> **ACTION ITEM**:
Using the records that appear below, write out exactly the lines from the one with "pub fn raster_to_image(raster: &RasterBuffer)" through the one with "pub fn raster_to_tiling_image(raster: &RasterBuffer)", keeping both end lines.

====== SOURCE MATERIAL

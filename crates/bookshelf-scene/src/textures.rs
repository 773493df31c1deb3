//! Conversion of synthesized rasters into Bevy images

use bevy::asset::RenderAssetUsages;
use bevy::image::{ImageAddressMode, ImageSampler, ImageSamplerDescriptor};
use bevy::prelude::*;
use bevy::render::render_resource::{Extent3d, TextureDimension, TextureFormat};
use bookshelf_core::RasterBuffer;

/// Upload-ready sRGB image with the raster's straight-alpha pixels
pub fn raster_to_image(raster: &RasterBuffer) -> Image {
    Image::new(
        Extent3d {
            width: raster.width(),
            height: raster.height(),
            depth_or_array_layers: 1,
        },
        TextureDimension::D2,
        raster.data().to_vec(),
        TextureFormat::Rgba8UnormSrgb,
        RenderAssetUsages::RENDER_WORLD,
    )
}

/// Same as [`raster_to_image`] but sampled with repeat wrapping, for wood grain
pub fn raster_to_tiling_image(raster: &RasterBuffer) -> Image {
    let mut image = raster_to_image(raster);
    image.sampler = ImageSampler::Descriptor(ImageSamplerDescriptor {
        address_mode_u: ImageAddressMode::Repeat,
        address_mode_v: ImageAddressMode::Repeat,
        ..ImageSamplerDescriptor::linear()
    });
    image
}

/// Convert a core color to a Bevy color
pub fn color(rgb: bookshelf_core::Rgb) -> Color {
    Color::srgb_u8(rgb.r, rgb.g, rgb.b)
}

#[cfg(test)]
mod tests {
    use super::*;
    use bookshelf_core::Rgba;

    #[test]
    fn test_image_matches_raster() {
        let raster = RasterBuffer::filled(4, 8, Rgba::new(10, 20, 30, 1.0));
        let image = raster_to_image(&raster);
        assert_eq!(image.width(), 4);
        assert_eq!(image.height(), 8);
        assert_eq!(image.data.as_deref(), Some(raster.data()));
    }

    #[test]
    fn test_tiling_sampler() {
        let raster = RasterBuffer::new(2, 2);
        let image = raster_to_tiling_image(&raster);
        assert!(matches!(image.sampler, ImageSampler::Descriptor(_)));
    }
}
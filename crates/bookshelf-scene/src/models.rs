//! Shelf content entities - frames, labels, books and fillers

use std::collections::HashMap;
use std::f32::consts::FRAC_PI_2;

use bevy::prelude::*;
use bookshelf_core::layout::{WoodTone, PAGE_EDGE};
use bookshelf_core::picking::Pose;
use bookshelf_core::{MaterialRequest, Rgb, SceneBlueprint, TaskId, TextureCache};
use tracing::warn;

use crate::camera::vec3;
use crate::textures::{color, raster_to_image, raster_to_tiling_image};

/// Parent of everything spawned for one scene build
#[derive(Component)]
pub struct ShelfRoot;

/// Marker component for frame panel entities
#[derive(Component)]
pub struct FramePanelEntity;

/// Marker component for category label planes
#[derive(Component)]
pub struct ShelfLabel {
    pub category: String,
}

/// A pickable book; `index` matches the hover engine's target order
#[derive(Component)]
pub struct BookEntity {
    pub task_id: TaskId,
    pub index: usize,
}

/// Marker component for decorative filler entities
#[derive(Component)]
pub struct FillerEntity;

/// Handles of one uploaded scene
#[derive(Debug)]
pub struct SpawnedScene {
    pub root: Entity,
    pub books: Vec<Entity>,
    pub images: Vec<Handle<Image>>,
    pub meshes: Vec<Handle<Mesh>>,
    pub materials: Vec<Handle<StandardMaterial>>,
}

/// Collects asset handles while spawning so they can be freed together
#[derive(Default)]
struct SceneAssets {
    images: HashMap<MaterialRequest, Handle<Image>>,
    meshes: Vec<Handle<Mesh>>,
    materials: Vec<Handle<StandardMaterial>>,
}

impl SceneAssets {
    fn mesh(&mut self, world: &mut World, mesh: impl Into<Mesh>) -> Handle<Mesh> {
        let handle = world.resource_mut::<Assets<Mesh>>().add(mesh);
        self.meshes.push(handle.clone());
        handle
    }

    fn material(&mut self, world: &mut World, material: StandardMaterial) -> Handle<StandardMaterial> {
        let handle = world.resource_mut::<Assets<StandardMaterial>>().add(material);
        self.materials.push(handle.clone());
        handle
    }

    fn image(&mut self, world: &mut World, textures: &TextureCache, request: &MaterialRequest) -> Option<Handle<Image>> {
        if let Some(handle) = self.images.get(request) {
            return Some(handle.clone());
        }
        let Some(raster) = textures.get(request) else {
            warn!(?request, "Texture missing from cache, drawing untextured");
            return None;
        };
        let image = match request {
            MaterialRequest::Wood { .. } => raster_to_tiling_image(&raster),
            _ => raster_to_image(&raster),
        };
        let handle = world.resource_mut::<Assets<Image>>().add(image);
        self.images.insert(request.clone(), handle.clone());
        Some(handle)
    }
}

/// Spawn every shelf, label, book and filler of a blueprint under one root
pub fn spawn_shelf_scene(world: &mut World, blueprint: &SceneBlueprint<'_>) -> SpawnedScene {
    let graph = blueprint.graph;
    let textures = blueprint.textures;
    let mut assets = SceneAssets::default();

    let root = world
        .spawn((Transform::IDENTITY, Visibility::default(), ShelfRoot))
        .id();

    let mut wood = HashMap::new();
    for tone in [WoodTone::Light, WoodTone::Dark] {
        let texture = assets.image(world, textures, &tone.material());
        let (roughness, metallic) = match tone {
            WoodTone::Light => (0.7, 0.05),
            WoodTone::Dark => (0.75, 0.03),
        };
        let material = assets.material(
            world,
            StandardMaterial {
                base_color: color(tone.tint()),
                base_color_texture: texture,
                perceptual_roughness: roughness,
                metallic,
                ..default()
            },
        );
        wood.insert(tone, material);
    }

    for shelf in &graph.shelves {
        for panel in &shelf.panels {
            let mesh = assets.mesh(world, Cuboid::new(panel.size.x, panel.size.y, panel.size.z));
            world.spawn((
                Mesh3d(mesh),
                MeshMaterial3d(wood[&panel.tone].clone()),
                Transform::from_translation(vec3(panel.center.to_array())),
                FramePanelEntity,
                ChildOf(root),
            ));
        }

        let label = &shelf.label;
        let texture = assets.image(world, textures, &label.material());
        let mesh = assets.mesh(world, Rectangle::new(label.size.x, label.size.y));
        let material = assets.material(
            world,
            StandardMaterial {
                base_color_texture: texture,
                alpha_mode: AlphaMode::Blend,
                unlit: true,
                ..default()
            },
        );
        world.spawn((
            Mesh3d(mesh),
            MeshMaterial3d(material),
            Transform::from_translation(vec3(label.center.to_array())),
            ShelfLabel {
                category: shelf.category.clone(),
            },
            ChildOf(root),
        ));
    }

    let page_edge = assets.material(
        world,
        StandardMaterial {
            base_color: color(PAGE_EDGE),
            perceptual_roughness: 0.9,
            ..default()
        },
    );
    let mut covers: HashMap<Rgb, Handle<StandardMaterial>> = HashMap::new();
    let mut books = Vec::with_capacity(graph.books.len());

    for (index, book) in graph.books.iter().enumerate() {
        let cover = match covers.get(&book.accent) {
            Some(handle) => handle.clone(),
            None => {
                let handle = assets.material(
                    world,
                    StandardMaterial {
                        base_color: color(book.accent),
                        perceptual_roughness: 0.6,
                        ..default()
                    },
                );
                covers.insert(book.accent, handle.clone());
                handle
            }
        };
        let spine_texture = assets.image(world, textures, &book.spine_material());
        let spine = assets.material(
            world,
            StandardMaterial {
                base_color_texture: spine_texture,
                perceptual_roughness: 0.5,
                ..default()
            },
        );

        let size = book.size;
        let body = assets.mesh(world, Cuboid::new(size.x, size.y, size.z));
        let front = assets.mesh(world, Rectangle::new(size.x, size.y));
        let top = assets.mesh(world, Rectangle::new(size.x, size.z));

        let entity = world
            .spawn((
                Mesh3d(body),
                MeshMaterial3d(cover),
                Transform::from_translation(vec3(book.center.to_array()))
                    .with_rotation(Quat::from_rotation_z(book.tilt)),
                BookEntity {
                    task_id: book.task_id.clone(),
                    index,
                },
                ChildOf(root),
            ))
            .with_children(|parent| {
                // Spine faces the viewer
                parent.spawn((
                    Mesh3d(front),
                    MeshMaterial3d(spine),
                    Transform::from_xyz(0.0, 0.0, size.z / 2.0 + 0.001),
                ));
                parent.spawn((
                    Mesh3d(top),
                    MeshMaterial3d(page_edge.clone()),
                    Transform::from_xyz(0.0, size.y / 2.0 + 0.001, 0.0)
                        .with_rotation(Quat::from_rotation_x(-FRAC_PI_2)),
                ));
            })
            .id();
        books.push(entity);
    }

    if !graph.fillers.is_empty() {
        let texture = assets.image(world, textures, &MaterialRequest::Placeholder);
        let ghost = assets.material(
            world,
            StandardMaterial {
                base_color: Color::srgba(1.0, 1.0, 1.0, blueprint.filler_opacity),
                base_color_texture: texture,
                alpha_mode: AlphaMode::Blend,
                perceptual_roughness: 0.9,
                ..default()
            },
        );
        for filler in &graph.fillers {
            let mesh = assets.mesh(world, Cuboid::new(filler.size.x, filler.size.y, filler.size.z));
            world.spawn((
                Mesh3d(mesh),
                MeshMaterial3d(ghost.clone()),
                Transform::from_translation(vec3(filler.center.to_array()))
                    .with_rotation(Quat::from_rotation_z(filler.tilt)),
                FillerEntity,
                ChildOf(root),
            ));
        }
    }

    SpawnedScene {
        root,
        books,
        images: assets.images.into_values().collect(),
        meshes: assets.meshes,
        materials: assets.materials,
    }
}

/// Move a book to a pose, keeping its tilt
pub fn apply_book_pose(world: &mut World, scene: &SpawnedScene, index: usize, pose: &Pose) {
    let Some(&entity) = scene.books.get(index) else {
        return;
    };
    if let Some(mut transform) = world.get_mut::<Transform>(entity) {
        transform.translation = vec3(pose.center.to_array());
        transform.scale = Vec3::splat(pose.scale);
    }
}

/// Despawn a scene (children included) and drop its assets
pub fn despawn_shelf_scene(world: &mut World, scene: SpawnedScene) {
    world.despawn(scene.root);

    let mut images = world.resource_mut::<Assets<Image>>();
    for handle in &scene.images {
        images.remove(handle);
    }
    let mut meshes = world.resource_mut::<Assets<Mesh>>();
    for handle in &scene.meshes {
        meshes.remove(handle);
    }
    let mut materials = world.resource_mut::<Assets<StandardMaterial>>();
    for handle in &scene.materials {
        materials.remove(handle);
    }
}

============

> **RESULT FOR THIS EXERCISE**:
pub fn raster_to_image(raster: &RasterBuffer) -> Image {
    Image::new(
        Extent3d {
            width: raster.width(),
            height: raster.height(),
            depth_or_array_layers: 1,
        },
        TextureDimension::D2,
        raster.data().to_vec(),
        TextureFormat::Rgba8UnormSrgb,
        RenderAssetUsages::RENDER_WORLD,
    )
}

/// Same as [`raster_to_image`] but sampled with repeat wrapping, for wood grain
pub fn raster_to_tiling_image(raster: &RasterBuffer) -> Image {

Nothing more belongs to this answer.